Stored data entries:
....
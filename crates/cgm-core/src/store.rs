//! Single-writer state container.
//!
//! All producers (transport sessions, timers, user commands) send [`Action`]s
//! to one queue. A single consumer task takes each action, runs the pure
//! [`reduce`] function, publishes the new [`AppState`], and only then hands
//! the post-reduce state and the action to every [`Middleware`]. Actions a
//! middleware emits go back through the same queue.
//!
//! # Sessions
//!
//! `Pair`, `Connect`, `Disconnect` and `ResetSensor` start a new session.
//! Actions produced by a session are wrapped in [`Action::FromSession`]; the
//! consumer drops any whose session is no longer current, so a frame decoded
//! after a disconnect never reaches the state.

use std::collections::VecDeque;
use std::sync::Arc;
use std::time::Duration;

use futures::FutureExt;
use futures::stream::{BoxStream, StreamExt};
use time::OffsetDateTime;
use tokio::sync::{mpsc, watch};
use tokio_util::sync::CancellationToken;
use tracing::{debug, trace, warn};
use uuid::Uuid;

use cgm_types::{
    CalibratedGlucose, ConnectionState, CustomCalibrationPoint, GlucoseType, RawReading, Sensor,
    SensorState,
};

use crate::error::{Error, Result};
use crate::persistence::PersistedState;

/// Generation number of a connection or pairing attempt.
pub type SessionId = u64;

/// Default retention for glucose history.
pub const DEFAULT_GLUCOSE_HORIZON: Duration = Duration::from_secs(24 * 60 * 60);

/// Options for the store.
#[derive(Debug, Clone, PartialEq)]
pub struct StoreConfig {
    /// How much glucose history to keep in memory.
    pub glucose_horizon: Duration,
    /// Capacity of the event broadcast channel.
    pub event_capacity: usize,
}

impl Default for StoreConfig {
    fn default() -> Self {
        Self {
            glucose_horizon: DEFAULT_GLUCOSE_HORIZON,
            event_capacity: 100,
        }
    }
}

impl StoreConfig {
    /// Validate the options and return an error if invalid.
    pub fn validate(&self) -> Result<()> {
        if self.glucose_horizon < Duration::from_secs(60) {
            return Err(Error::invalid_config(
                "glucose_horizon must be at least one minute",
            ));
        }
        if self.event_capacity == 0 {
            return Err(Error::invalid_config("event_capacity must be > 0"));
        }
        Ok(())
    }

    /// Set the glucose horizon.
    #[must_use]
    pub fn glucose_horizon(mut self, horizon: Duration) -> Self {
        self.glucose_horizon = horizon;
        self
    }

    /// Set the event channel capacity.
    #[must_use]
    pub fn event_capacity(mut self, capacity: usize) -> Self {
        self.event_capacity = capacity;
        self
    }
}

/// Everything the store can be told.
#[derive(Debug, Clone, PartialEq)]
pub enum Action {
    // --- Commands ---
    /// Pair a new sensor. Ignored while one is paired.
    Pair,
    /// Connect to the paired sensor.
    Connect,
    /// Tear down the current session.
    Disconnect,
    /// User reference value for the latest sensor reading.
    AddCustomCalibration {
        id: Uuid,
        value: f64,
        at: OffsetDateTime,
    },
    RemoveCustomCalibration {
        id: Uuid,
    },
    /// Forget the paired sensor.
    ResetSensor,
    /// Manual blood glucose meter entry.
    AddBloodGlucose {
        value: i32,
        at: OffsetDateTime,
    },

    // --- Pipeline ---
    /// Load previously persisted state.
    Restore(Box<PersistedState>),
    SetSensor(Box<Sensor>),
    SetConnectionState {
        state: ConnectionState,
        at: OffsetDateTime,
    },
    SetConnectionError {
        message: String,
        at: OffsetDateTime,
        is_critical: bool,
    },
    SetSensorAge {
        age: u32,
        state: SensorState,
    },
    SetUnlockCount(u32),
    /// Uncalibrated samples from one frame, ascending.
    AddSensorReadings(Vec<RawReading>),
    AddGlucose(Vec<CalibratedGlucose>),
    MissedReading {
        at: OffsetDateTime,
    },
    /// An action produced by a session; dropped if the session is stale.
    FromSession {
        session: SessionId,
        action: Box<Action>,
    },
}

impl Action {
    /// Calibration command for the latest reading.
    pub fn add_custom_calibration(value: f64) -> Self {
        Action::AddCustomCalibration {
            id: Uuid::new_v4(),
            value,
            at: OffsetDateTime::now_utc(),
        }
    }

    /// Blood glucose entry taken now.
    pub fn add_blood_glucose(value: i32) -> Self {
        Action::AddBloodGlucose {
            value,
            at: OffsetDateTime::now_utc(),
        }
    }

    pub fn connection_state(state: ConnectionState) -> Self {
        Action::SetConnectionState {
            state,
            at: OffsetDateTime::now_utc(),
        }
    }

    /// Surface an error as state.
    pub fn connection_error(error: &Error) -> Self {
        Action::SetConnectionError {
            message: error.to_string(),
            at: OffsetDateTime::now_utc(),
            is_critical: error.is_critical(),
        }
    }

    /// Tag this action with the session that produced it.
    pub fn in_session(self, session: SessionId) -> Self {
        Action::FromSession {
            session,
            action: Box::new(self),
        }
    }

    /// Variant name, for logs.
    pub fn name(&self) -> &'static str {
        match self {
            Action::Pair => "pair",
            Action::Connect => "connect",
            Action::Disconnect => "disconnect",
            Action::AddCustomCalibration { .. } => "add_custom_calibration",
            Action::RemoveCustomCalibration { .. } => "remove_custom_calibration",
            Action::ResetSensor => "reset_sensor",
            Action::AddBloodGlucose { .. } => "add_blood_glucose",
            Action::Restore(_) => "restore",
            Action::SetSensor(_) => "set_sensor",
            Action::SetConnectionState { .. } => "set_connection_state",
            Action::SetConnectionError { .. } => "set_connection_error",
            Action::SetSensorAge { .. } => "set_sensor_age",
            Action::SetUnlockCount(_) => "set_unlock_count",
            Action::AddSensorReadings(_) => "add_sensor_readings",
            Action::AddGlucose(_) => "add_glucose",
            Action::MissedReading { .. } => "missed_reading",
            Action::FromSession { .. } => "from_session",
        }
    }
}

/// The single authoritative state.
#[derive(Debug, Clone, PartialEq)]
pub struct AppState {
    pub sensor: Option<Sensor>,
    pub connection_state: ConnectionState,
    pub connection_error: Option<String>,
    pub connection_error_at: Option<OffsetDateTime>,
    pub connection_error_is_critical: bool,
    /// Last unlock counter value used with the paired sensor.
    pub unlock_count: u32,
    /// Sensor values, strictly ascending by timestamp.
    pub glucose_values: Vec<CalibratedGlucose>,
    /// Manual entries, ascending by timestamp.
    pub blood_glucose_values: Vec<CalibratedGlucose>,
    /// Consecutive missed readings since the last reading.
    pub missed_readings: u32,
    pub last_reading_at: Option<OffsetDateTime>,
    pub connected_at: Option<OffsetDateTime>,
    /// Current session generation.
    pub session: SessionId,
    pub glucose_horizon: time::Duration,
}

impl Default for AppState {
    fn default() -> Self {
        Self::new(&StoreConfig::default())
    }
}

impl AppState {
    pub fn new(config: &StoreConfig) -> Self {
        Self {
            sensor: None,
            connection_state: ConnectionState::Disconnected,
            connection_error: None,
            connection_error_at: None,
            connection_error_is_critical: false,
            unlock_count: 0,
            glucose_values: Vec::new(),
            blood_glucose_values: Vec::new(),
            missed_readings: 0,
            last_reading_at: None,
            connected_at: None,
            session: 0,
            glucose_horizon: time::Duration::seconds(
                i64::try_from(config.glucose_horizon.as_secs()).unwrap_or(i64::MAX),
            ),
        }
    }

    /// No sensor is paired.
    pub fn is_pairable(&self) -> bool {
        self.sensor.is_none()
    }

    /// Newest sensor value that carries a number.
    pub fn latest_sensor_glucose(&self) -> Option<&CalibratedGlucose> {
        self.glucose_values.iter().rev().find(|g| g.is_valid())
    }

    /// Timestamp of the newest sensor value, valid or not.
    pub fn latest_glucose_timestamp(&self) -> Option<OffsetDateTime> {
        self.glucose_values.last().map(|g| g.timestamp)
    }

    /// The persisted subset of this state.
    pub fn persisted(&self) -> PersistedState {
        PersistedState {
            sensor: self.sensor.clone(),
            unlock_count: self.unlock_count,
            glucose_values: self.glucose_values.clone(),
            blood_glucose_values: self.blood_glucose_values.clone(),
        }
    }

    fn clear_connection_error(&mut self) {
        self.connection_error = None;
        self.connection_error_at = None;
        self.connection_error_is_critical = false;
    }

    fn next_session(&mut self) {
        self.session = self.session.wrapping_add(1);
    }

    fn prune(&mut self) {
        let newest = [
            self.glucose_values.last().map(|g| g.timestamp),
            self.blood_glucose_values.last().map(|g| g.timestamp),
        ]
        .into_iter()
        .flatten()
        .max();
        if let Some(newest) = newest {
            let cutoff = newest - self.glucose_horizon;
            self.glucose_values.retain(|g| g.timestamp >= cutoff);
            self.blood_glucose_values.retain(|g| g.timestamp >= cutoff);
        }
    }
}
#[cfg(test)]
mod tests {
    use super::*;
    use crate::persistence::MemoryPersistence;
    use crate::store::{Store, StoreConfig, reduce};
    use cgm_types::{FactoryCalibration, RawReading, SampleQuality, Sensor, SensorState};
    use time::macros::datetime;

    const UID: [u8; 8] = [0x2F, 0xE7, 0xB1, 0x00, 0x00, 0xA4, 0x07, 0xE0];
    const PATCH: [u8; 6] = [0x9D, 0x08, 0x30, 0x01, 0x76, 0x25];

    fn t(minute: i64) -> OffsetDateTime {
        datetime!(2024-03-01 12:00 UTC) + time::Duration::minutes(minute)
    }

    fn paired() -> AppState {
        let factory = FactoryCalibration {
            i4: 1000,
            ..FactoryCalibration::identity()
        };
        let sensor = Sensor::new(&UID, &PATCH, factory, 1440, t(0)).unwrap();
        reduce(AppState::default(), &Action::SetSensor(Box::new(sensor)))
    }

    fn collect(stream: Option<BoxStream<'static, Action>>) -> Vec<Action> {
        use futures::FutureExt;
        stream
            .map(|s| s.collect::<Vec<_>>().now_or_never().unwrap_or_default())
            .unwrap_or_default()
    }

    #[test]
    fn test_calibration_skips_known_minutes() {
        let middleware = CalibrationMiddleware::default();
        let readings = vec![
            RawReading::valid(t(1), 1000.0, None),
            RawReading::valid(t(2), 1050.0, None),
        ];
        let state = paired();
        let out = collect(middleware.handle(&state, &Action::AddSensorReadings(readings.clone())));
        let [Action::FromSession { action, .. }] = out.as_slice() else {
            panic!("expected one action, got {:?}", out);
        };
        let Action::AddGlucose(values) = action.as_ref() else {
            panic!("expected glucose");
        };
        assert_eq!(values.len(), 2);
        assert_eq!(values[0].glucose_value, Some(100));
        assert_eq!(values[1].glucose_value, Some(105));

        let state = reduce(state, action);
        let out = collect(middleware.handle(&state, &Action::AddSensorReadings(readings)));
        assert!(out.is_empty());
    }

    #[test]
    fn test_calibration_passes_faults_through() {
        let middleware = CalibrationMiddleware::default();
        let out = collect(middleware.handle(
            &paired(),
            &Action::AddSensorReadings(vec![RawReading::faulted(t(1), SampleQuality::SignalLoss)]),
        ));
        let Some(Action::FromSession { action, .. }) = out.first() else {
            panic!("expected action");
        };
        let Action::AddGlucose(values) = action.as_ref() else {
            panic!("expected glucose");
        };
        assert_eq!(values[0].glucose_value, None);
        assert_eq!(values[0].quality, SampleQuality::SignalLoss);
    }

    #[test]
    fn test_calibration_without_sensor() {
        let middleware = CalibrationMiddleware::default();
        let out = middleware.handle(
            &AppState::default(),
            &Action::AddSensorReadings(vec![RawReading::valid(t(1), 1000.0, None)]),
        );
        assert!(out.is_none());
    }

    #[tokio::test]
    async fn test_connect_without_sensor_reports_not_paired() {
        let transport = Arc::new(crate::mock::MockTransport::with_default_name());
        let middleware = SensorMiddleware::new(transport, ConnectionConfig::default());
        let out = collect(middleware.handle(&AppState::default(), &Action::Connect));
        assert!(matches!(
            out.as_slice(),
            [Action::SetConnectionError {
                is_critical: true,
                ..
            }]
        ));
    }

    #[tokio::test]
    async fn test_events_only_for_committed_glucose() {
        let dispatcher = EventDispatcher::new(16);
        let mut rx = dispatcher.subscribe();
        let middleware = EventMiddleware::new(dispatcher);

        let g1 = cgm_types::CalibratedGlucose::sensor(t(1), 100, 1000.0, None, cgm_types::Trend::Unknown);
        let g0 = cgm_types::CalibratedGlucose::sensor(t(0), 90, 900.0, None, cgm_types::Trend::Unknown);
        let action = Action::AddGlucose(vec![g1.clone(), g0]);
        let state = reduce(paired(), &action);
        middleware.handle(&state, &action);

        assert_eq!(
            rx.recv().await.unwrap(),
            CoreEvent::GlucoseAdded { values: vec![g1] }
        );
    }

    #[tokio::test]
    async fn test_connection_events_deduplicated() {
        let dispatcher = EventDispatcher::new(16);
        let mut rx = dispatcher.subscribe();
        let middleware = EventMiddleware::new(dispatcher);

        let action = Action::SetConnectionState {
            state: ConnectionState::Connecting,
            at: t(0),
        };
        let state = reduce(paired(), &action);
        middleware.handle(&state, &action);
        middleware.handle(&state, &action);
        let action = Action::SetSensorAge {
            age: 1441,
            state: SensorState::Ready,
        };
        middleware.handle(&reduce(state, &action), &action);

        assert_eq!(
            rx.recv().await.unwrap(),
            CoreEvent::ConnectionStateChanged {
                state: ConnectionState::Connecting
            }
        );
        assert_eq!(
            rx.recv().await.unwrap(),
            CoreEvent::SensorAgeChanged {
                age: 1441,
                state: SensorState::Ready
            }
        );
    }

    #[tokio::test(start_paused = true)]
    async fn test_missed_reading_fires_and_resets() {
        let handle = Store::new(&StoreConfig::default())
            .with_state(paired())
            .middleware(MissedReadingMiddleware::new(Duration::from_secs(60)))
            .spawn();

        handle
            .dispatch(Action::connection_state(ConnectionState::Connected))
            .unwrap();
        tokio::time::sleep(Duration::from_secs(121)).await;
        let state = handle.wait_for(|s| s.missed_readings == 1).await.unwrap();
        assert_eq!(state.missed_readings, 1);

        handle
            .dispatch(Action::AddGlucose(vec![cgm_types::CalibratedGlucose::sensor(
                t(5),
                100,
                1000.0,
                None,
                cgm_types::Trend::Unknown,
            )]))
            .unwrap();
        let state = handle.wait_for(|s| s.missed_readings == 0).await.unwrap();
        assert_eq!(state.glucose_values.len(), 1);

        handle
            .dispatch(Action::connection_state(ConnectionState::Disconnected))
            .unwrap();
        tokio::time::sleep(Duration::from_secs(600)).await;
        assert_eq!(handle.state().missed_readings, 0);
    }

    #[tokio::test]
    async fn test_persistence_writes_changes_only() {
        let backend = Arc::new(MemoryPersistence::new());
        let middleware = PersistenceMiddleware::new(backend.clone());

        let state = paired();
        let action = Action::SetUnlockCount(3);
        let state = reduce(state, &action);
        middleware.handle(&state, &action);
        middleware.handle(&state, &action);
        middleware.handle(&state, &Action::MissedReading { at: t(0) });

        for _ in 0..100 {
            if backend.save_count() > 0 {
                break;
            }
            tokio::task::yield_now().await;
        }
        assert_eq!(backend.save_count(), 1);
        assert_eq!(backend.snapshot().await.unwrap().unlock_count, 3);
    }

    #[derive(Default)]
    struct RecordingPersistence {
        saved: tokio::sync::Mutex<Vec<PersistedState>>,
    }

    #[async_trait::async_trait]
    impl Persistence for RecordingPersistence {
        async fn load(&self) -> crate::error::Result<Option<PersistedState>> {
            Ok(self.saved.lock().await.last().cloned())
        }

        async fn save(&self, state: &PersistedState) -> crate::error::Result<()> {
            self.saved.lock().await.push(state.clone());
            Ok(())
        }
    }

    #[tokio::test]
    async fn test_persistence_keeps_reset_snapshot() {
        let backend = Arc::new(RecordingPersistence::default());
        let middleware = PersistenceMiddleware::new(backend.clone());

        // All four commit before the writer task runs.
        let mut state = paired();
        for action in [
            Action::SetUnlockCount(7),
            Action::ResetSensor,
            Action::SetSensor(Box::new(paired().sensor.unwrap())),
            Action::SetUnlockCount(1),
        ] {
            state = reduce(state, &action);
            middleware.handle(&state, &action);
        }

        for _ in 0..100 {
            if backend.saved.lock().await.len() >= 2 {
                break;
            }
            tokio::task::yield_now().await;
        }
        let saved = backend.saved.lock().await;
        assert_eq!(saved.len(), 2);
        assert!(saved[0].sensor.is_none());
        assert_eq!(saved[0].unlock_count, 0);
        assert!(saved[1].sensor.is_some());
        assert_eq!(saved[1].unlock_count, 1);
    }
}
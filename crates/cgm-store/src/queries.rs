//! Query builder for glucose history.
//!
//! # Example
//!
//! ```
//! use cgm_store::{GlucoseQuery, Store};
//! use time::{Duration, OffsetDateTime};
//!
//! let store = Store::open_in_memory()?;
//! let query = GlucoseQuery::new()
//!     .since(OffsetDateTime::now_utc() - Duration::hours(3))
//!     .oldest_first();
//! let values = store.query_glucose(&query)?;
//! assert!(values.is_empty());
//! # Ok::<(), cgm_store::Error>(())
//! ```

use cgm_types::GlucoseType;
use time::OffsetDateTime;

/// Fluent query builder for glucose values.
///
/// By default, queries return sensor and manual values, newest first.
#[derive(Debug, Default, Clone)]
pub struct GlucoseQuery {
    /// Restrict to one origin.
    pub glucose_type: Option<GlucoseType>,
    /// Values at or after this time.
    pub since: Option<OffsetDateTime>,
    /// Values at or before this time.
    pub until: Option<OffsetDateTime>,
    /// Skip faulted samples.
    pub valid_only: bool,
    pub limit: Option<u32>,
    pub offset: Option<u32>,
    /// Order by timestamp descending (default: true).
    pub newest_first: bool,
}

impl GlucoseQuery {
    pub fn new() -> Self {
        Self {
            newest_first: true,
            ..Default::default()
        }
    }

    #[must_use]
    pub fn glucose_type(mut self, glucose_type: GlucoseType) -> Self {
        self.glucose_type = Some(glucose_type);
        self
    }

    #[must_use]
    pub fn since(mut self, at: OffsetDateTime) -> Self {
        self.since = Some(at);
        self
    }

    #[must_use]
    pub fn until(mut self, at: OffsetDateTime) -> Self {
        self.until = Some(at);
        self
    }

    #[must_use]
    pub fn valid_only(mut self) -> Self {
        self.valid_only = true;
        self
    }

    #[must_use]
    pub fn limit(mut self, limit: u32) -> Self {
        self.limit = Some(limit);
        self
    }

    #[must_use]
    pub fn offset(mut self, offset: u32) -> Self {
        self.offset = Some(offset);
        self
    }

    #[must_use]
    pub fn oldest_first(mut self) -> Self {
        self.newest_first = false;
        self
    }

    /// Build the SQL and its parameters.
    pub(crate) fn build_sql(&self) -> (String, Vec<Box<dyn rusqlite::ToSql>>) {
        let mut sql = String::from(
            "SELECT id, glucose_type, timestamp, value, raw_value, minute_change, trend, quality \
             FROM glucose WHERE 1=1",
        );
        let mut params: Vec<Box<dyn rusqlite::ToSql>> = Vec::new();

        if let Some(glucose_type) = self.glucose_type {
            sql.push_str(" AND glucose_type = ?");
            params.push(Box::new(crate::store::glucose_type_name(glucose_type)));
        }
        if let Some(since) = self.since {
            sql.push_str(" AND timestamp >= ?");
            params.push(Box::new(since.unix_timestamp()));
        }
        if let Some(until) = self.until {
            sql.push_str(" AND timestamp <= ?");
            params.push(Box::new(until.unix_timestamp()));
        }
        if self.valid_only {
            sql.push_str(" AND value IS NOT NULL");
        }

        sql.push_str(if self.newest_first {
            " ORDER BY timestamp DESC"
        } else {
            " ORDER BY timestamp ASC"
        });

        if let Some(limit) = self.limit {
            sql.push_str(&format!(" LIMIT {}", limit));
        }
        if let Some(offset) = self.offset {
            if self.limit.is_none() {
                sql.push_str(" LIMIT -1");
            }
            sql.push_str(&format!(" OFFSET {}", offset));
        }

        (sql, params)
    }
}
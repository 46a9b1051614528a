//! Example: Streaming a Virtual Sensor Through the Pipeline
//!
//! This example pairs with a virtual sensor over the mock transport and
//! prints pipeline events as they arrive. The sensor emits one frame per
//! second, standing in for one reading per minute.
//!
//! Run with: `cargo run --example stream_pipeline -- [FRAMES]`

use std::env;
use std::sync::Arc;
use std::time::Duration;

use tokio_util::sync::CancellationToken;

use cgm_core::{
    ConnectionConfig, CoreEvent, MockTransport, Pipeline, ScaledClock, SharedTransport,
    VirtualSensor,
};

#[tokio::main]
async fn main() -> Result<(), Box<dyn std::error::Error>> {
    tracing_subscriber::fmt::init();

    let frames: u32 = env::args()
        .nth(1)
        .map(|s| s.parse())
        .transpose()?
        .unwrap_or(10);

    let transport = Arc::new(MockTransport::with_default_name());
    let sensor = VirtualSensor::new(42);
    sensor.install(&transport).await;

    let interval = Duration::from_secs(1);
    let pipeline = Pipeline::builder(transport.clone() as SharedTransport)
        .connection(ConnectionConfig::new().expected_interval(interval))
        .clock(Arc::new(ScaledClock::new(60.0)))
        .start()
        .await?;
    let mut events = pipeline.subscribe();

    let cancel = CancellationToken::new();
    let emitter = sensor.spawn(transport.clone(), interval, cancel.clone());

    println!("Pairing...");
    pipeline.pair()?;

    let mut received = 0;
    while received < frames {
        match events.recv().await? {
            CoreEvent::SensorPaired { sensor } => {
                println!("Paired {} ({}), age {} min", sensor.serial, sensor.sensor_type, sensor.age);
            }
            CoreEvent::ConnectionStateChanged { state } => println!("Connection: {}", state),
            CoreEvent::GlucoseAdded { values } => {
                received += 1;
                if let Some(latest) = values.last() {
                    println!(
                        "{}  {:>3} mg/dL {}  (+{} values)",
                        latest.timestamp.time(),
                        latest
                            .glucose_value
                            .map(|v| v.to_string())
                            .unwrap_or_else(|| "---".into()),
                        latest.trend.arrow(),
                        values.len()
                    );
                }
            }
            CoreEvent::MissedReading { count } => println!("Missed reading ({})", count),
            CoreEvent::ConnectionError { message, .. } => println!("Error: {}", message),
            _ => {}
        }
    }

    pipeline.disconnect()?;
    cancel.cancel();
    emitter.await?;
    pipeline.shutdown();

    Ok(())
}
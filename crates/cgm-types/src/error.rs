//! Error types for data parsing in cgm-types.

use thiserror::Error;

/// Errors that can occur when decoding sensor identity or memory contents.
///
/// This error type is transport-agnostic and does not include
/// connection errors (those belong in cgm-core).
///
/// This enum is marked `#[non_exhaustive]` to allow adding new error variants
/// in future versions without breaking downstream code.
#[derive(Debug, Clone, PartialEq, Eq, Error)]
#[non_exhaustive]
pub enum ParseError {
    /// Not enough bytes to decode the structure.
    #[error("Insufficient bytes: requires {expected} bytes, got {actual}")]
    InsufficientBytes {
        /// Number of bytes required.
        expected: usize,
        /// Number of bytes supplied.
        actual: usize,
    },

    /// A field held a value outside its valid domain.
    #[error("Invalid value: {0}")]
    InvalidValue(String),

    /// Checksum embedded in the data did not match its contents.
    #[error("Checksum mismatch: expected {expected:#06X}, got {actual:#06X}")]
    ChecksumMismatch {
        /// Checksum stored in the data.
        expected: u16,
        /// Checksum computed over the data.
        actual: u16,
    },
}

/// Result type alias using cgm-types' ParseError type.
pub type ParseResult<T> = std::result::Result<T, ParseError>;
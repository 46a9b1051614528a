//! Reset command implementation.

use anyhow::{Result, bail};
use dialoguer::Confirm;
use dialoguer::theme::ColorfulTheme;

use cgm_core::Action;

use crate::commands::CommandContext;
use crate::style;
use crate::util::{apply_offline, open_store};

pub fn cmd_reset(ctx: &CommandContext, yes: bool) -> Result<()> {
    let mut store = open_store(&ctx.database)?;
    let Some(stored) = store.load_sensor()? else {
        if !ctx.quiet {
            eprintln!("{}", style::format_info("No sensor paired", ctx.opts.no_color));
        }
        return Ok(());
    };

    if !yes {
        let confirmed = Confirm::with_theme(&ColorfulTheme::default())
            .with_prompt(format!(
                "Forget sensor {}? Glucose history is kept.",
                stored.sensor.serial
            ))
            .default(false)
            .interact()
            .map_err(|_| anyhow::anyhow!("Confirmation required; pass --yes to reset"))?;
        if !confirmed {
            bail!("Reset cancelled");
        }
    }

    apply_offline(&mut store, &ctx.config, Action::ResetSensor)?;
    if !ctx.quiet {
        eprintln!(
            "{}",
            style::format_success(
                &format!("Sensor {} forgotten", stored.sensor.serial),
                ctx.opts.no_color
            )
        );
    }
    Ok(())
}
....
**What you have to do:**
Set down verbatim only the lines between the start of the data above and the line with "for the store.", both boundaries included.

**Answer for this exercise:**
filename crates/cgm-core/src/store.rs
//! Single-writer state container.
//!
//! All producers (transport sessions, timers, user commands) send [`Action`]s
//! to one queue. A single consumer task takes each action, runs the pure
//! [`reduce`] function, publishes the new [`AppState`], and only then hands
//! the post-reduce state and the action to every [`Middleware`]. Actions a
//! middleware emits go back through the same queue.
//!
//! # Sessions
//!
//! `Pair`, `Connect`, `Disconnect` and `ResetSensor` start a new session.
//! Actions produced by a session are wrapped in [`Action::FromSession`]; the
//! consumer drops any whose session is no longer current, so a frame decoded
//! after a disconnect never reaches the state.

use std::collections::VecDeque;
use std::sync::Arc;
use std::time::Duration;

use futures::FutureExt;
use futures::stream::{BoxStream, StreamExt};
use time::OffsetDateTime;
use tokio::sync::{mpsc, watch};
use tokio_util::sync::CancellationToken;
use tracing::{debug, trace, warn};
use uuid::Uuid;

use cgm_types::{
    CalibratedGlucose, ConnectionState, CustomCalibrationPoint, GlucoseType, RawReading, Sensor,
    SensorState,
};

use crate::error::{Error, Result};
use crate::persistence::PersistedState;

/// Generation number of a connection or pairing attempt.
pub type SessionId = u64;

/// Default retention for glucose history.
pub const DEFAULT_GLUCOSE_HORIZON: Duration = Duration::from_secs(24 * 60 * 60);

/// Options for the store.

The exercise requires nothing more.